Power split device 40 rotates the rotational shaft of first MG 20 even when the vehicle is running and engine 10 has stopped. When the system of vehicle 1 is brought into a stop state while vehicle 1 is traveling at high speed, stopping fuel injection for engine 10 causes engine rotational speed Ne to decrease to zero. At this time, as a broken line in FIG. 2 shows, rotational speed Nm1 of first MG 20 increases in the negative rotational direction from Nm1(0) to Nm1(1). Therefore, as a vehicle speed increases, a rotational speed Nm1 of first MG 20 when engine rotational speed Ne becomes zero (when rotation of engine 10 has stopped) may increase.
It is assumed that first MG 20 is used to start engine 10 when vehicle 1 is traveling and engine rotational speed Ne is zero. In this case, it is necessary to increase engine rotational speed Ne by moving rotational speed Nm1 of first MG 20 upward from Nm1(1) (the broken line in FIG. 2) to Nm1(0) (the solid line in FIG. 2).
Upon generation of torque in the positive rotational direction, which is opposite to the rotational direction of first MG 20 (the negative rotational direction) so as to increase the rotational speed of first MG 20 from Nm1(1) to Nm1(0), since first MG 20 is rotating in the negative direction, first MG 20 generates electric power. In the present embodiment, the electric power generated by first MG 20 in cranking engine 10 is restricted as will be described later.
Referring back to FIG. 1, speed reducer 58 transfers motive power from power split device 40 and second MG 30 to drive wheels 80. In addition, speed reducer 58 transfers reaction force received by drive wheels 80 from a road surface, to power split device 40 and second MG 30.
PCU 60 converts DC power stored in battery 70 into AC power for driving first MG 20 and second MG 30. PCU 60 includes a converter and an inverter (both not shown) which are controlled based on a control signal S2 from ECU 200. The converter boosts a voltage of DC power received from battery 70 and outputs the boosted power to the inverter. The inverter converts the DC power output by the converter into AC power and outputs it to first MG 20 and/or second MG 30. First MG 20 and/or second MG 30 are thereby driven with the use of the electric power stored in battery 70. In addition, the inverter converts AC power generated by first MG 20 and/or second MG 30 into DC power and outputs its to the converter. The converter steps down a voltage of the DC power output by the inverter and outputs the stepped down power to battery 70. Battery 70 is thereby charged with the use of the electric power generated by first MG 20 and/or second MG 30. It is noted that the converter may be omitted.

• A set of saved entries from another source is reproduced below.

use serde_json::Value;
use thiserror::Error;

/// Errors raised while talking to the console backend.
///
/// A failed level fetch travels inside a `FetchOutcome` as one of these; the
/// navigation controller reports it but never returns it from an operation.
#[derive(Debug, Clone, Error, PartialEq, Eq)]
pub enum ApiError {
    #[error("request failed: {0}")]
    Transport(String),

    #[error("{message}")]
    Status { status: u16, message: String },

    #[error("invalid response: {0}")]
    Decode(String),

    #[error("no active cluster selected")]
    NoActiveCluster,
}

impl ApiError {
    /// Build a status error from a non-success response body.
    pub fn from_response(status: u16, body: &str) -> Self {
        ApiError::Status {
            status,
            message: extract_error_message(status, body),
        }
    }

    pub fn status(&self) -> Option<u16> {
        match self {
            ApiError::Status { status, .. } => Some(*status),
            _ => None,
        }
    }
}

impl From<reqwest::Error> for ApiError {
    fn from(err: reqwest::Error) -> Self {
        if err.is_decode() {
            ApiError::Decode(err.to_string())
        } else {
            ApiError::Transport(err.to_string())
        }
    }
}

impl From<serde_json::Error> for ApiError {
    fn from(err: serde_json::Error) -> Self {
        ApiError::Decode(err.to_string())
    }
}

/// Pull the operator-facing message out of a backend error body.
///
/// The backend answers `{"code": .., "message": ..}`; some proxies wrap that
/// in an `error` object. Anything else falls back to a message by status.
pub fn extract_error_message(status: u16, body: &str) -> String {
    if let Ok(json) = serde_json::from_str::<Value>(body) {
        if let Some(message) = json.get("message").and_then(Value::as_str) {
            if !message.is_empty() {
                return message.to_string();
            }
        }
        if let Some(message) = json
            .get("error")
            .and_then(|e| e.get("message"))
            .and_then(Value::as_str)
        {
            if !message.is_empty() {
                return message.to_string();
            }
        }
    }
    default_message_for_status(status).to_string()
}

fn default_message_for_status(status: u16) -> &'static str {
    match status {
        400 => "Bad request parameters",
        401 => "Unauthorized, please log in again",
        403 => "Not permitted to perform this operation",
        404 => "Requested resource does not exist",
        500 => "Internal server error",
        503 => "Service temporarily unavailable",
        _ => "Network request failed",
    }
}

#[cfg(test)]
mod tests {
    use super::*;

    #[test]
    fn test_message_from_body() {
        let body = r#"{"code": 2002, "message": "Cluster connection failed"}"#;
        assert_eq!(extract_error_message(502, body), "Cluster connection failed");
    }

    #[test]
    fn test_nested_message() {
        let body = r#"{"error": {"message": "token expired"}}"#;
        assert_eq!(extract_error_message(401, body), "token expired");
    }

    #[test]
    fn test_status_fallback() {
        assert_eq!(extract_error_message(404, "not json"), "Requested resource does not exist");
        assert_eq!(extract_error_message(418, "{}"), "Network request failed");
    }

    #[test]
    fn test_display_uses_extracted_message() {
        let err = ApiError::from_response(500, r#"{"message": "boom"}"#);
        assert_eq!(err.to_string(), "boom");
        assert_eq!(err.status(), Some(500));
    }
}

Battery 70 is a power storage device and a rechargeable DC power supply. As battery 70, for example, a secondary battery such as a nickel-metal hydride secondary battery and a lithium ion secondary battery is used. Battery 70 has a voltage of the order of 200 V, for example. Battery 70 may be charged, other than with the use of the electric power generated by first MG 20 and/or second MG 30 as described above, with the use of electric power supplied from an external power supply (not shown). It is noted that battery 70 is not limited to a secondary battery, and may be anything that can generate a DC voltage, such as a capacitor, a solar cell, and a fuel cell, for example.

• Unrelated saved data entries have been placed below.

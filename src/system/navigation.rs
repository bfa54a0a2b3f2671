//! Hierarchical navigation over system introspection functions.
//!
//! The controller owns a stack of frames. Each frame only remembers how to
//! re-fetch its level; the rows of the level currently shown live in a
//! separate `LevelView` that is replaced whenever a fetch for the top frame
//! resolves. Stack changes are committed before the fetch result is known and
//! are never rolled back on failure.

use super::fetcher::DataFetcher;
use super::row::{cell_text, Row};
use super::schema::{can_drill_down, infer_schema, Schema};
use crate::error::ApiError;
use tracing::{debug, error, warn};

/// One level of the browsing stack.
#[derive(Debug, Clone, PartialEq, Eq, Hash)]
pub struct NavigationFrame {
    pub function_name: String,
    /// `/`-joined drill values; `None` at the root level.
    pub nested_path: Option<String>,
}

impl NavigationFrame {
    pub fn root(function_name: impl Into<String>) -> Self {
        Self {
            function_name: function_name.into(),
            nested_path: None,
        }
    }

    pub fn child(&self, segment: &str) -> Self {
        let nested_path = match &self.nested_path {
            Some(path) => format!("{}/{}", path, segment),
            None => segment.to_string(),
        };
        Self {
            function_name: self.function_name.clone(),
            nested_path: Some(nested_path),
        }
    }

    /// Nesting depth, 1 at the root.
    pub fn depth(&self) -> usize {
        1 + self
            .nested_path
            .as_deref()
            .map(|p| p.split('/').count())
            .unwrap_or(0)
    }

    pub fn breadcrumbs(&self) -> Vec<String> {
        let mut crumbs = vec![self.function_name.clone()];
        if let Some(path) = &self.nested_path {
            crumbs.extend(path.split('/').map(str::to_string));
        }
        crumbs
    }

    /// Backend proc path, e.g. `/transactions/5001/running`.
    pub fn full_path(&self) -> String {
        match &self.nested_path {
            Some(path) => format!("/{}/{}", self.function_name, path),
            None => format!("/{}", self.function_name),
        }
    }
}

/// A fetch issued by the controller, tagged with the frame it was issued for.
#[derive(Debug, Clone, PartialEq, Eq)]
pub struct FetchRequest {
    pub ticket: u64,
    pub frame: NavigationFrame,
}

/// A completed fetch delivered back to the controller.
#[derive(Debug, Clone)]
pub struct FetchOutcome {
    pub request: FetchRequest,
    pub result: Result<Vec<Row>, ApiError>,
}

/// Data for the level currently on display.
#[derive(Debug, Clone, Default)]
pub struct LevelView {
    pub frame: Option<NavigationFrame>,
    pub rows: Vec<Row>,
    pub schema: Schema,
    pub error: Option<ApiError>,
}

impl LevelView {
    fn loaded(frame: NavigationFrame, rows: Vec<Row>, schema: Schema) -> Self {
        Self {
            frame: Some(frame),
            rows,
            schema,
            error: None,
        }
    }

    fn failed(frame: NavigationFrame, error: ApiError) -> Self {
        Self {
            frame: Some(frame),
            rows: Vec::new(),
            schema: Schema::default(),
            error: Some(error),
        }
    }

    pub fn is_navigable(&self) -> bool {
        self.schema.navigable_column.is_some()
    }
}

#[derive(Debug, Clone, Copy, PartialEq, Eq)]
pub enum NavigationState {
    Idle,
    Browsing { depth: usize },
}

/// What happened to a delivered fetch.
#[derive(Debug, Clone, PartialEq, Eq)]
pub enum Resolution {
    /// The rows now back the current level.
    Applied { rows: usize },
    /// The fetch failed; the stack is left as it was.
    Failed(ApiError),
    /// The response no longer matches the current level and was dropped.
    Discarded,
}

pub struct NavigationController<F> {
    history: Vec<NavigationFrame>,
    view: LevelView,
    pending: Option<FetchRequest>,
    next_ticket: u64,
    max_depth: Option<usize>,
    fetcher: F,
}

impl<F: DataFetcher> NavigationController<F> {
    pub fn new(fetcher: F) -> Self {
        Self {
            history: Vec::new(),
            view: LevelView::default(),
            pending: None,
            next_ticket: 1,
            max_depth: None,
            fetcher,
        }
    }

    /// Cap drill-down depth; frames at `max_depth` expose no navigable column.
    /// Zero means unlimited.
    pub fn with_max_depth(mut self, max_depth: usize) -> Self {
        self.max_depth = (max_depth > 0).then_some(max_depth);
        self
    }

    pub fn state(&self) -> NavigationState {
        match self.history.len() {
            0 => NavigationState::Idle,
            depth => NavigationState::Browsing { depth },
        }
    }

    pub fn depth(&self) -> usize {
        self.history.len()
    }

    pub fn is_idle(&self) -> bool {
        self.history.is_empty()
    }

    pub fn history(&self) -> &[NavigationFrame] {
        &self.history
    }

    pub fn current_frame(&self) -> Option<&NavigationFrame> {
        self.history.last()
    }

    pub fn breadcrumbs(&self) -> Vec<String> {
        self.current_frame()
            .map(NavigationFrame::breadcrumbs)
            .unwrap_or_default()
    }

    /// The current level's data, if the latest fetch for it has resolved.
    pub fn view(&self) -> Option<&LevelView> {
        let top = self.current_frame()?;
        (self.view.frame.as_ref() == Some(top)).then_some(&self.view)
    }

    pub fn is_loading(&self) -> bool {
        self.pending.is_some()
    }

    pub fn fetcher(&self) -> &F {
        &self.fetcher
    }

    pub fn fetcher_mut(&mut self) -> &mut F {
        &mut self.fetcher
    }

    /// Start browsing a function from its root level.
    pub fn select_root(&mut self, function_name: &str) -> FetchRequest {
        debug!(target: "navigation", "select root {}", function_name);
        let frame = NavigationFrame::root(function_name);
        self.history.clear();
        self.history.push(frame.clone());
        self.issue_fetch(frame)
    }

    /// Drill into the level identified by `row[column_key]`.
    ///
    /// Does nothing unless `column_key` is the current level's navigable
    /// column and the cell holds a non-empty value.
    pub fn drill_into(&mut self, row: &Row, column_key: &str) -> Option<FetchRequest> {
        let top = self.current_frame()?.clone();
        let view = self.view()?;

        if !view.schema.is_navigable(column_key) {
            debug!(target: "navigation", "column {} is not navigable", column_key);
            return None;
        }

        let value = cell_text(row, column_key);
        if value.is_empty() {
            debug!(target: "navigation", "empty drill value in {}", column_key);
            return None;
        }

        let child = top.child(&value);
        debug!(target: "navigation", "drill into {}", child.full_path());
        self.history.push(child.clone());
        Some(self.issue_fetch(child))
    }

    /// Pop one level. From the root level this returns to idle without fetching.
    pub fn go_back(&mut self) -> Option<FetchRequest> {
        match self.history.len() {
            0 => None,
            1 => {
                debug!(target: "navigation", "back to function list");
                self.clear();
                None
            }
            _ => {
                self.history.pop();
                let parent = self.history.last()?.clone();
                debug!(target: "navigation", "back to {}", parent.full_path());
                Some(self.issue_fetch(parent))
            }
        }
    }

    /// Re-fetch the current level without touching the stack.
    pub fn refresh_current(&mut self) -> Option<FetchRequest> {
        let top = self.current_frame()?.clone();
        debug!(target: "navigation", "refresh {}", top.full_path());
        Some(self.issue_fetch(top))
    }

    /// Leave browsing; any fetch still in flight will be discarded.
    pub fn close(&mut self) {
        self.clear();
    }

    /// Drop all navigation state. Called whenever the active cluster changes.
    pub fn reset_on_context_change(&mut self) {
        debug!(target: "navigation", "context changed, resetting navigation");
        self.clear();
    }

    /// Deliver a completed fetch.
    pub fn resolve(&mut self, outcome: FetchOutcome) -> Resolution {
        let FetchOutcome { request, result } = outcome;

        if !self.is_current(&request) {
            warn!(
                target: "navigation",
                "discarding stale response #{} for {}",
                request.ticket,
                request.frame.full_path()
            );
            return Resolution::Discarded;
        }
        self.pending = None;

        match result {
            Ok(rows) => {
                let drill_allowed = self
                    .max_depth
                    .map_or(true, |max| request.frame.depth() < max);
                let schema = infer_schema(
                    &rows,
                    can_drill_down(&request.frame.function_name),
                    drill_allowed,
                );
                let count = rows.len();
                debug!(
                    target: "navigation",
                    "loaded {} rows for {} (navigable: {:?})",
                    count,
                    request.frame.full_path(),
                    schema.navigable_column
                );
                self.view = LevelView::loaded(request.frame, rows, schema);
                Resolution::Applied { rows: count }
            }
            Err(err) => {
                error!(
                    target: "navigation",
                    "failed to load {}: {}",
                    request.frame.full_path(),
                    err
                );
                self.view = LevelView::failed(request.frame, err.clone());
                Resolution::Failed(err)
            }
        }
    }

    fn is_current(&self, request: &FetchRequest) -> bool {
        self.pending.as_ref() == Some(request) && self.current_frame() == Some(&request.frame)
    }

    fn issue_fetch(&mut self, frame: NavigationFrame) -> FetchRequest {
        let request = FetchRequest {
            ticket: self.next_ticket,
            frame,
        };
        self.next_ticket += 1;
        self.pending = Some(request.clone());
        self.fetcher.submit(request.clone());
        request
    }

    fn clear(&mut self) {
        self.history.clear();
        self.view = LevelView::default();
        self.pending = None;
    }
}

#[cfg(test)]
mod tests {
    use super::*;
    use serde_json::json;

    #[derive(Default)]
    struct Recorder {
        submitted: Vec<FetchRequest>,
    }

    impl DataFetcher for Recorder {
        fn submit(&mut self, request: FetchRequest) {
            self.submitted.push(request);
        }
    }

    fn rows(value: serde_json::Value) -> Vec<Row> {
        serde_json::from_value(value).unwrap()
    }

    fn ok(request: FetchRequest, value: serde_json::Value) -> FetchOutcome {
        FetchOutcome {
            request,
            result: Ok(rows(value)),
        }
    }

    #[test]
    fn test_frame_paths() {
        let root = NavigationFrame::root("transactions");
        assert_eq!(root.depth(), 1);
        assert_eq!(root.full_path(), "/transactions");

        let child = root.child("5001").child("running");
        assert_eq!(child.nested_path.as_deref(), Some("5001/running"));
        assert_eq!(child.depth(), 3);
        assert_eq!(child.breadcrumbs(), vec!["transactions", "5001", "running"]);
        assert_eq!(child.full_path(), "/transactions/5001/running");
    }

    #[test]
    fn test_select_root_from_any_state() {
        let mut nav = NavigationController::new(Recorder::default());
        assert_eq!(nav.state(), NavigationState::Idle);

        let req = nav.select_root("transactions");
        assert_eq!(nav.state(), NavigationState::Browsing { depth: 1 });
        assert_eq!(req.frame, NavigationFrame::root("transactions"));
        assert!(nav.is_loading());

        nav.resolve(ok(req, json!([{"TransactionId": "5001"}])));
        let first = nav.view().unwrap().rows[0].clone();
        nav.drill_into(&first, "TransactionId");
        assert_eq!(nav.depth(), 2);

        nav.select_root("dbs");
        assert_eq!(nav.depth(), 1);
        assert_eq!(nav.current_frame(), Some(&NavigationFrame::root("dbs")));
        assert!(nav.view().is_none());
    }

    #[test]
    fn test_drill_requires_loaded_view() {
        let mut nav = NavigationController::new(Recorder::default());
        nav.select_root("transactions");
        let row = rows(json!([{"TransactionId": "5001"}])).remove(0);

        assert!(nav.drill_into(&row, "TransactionId").is_none());
        assert_eq!(nav.depth(), 1);
        assert_eq!(nav.fetcher().submitted.len(), 1);
    }

    #[test]
    fn test_refresh_keeps_stack() {
        let mut nav = NavigationController::new(Recorder::default());
        assert!(nav.refresh_current().is_none());

        let first = nav.select_root("jobs");
        let second = nav.refresh_current().unwrap();
        assert_eq!(nav.depth(), 1);
        assert_eq!(second.frame, first.frame);
        assert!(second.ticket > first.ticket);

        // The superseded fetch for the same frame is dropped.
        assert_eq!(nav.resolve(ok(first, json!([]))), Resolution::Discarded);
        assert_eq!(
            nav.resolve(ok(second, json!([{"JobId": "1"}]))),
            Resolution::Applied { rows: 1 }
        );
    }

    #[test]
    fn test_failed_fetch_keeps_stack() {
        let mut nav = NavigationController::new(Recorder::default());
        let req = nav.select_root("transactions");
        nav.resolve(ok(req, json!([{"TransactionId": "5001"}])));
        let row = nav.view().unwrap().rows[0].clone();

        let child = nav.drill_into(&row, "TransactionId").unwrap();
        let err = ApiError::Transport("connection refused".to_string());
        let resolution = nav.resolve(FetchOutcome {
            request: child,
            result: Err(err.clone()),
        });

        assert_eq!(resolution, Resolution::Failed(err.clone()));
        assert_eq!(nav.depth(), 2);
        let view = nav.view().unwrap();
        assert!(view.rows.is_empty());
        assert_eq!(view.error, Some(err));
        assert!(!nav.is_loading());
    }

    #[test]
    fn test_max_depth_stops_navigation() {
        let mut nav = NavigationController::new(Recorder::default()).with_max_depth(2);
        let req = nav.select_root("dbs");
        nav.resolve(ok(req, json!([{"DbId": "10"}])));
        let row = nav.view().unwrap().rows[0].clone();

        let child = nav.drill_into(&row, "DbId").unwrap();
        nav.resolve(ok(child, json!([{"TableId": "20"}])));
        assert!(!nav.view().unwrap().is_navigable());

        let row = nav.view().unwrap().rows[0].clone();
        assert!(nav.drill_into(&row, "TableId").is_none());
        assert_eq!(nav.depth(), 2);
    }

    #[test]
    fn test_response_after_reset_is_discarded() {
        let mut nav = NavigationController::new(Recorder::default());
        let req = nav.select_root("transactions");
        nav.reset_on_context_change();

        assert_eq!(nav.resolve(ok(req, json!([{"a": 1}]))), Resolution::Discarded);
        assert!(nav.is_idle());
        assert!(nav.view().is_none());
    }
}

Battery 70 is provided with a battery temperature sensor 156 for detecting battery temperature TB of battery 70, a current sensor 158 for detecting current IB of battery 70, and a voltage sensor 160 for detecting a voltage VB of battery 70.
Battery temperature sensor 156 transmits a signal indicating battery temperature TB to ECU 200. Current sensor 158 transmits a signal indicating current IB to ECU 200. Voltage sensor 160 transmits a signal indicating voltage VB to ECU 200.
Start switch 150 is, for example, a push switch. Start switch 150 may be one that allows a key to be inserted into a key cylinder and rotated to a predetermined position. Start switch 150 is connected to ECU 200. In response to an operation of start switch 150 by a driver, start switch 150 transmits a signal ST to ECU 200.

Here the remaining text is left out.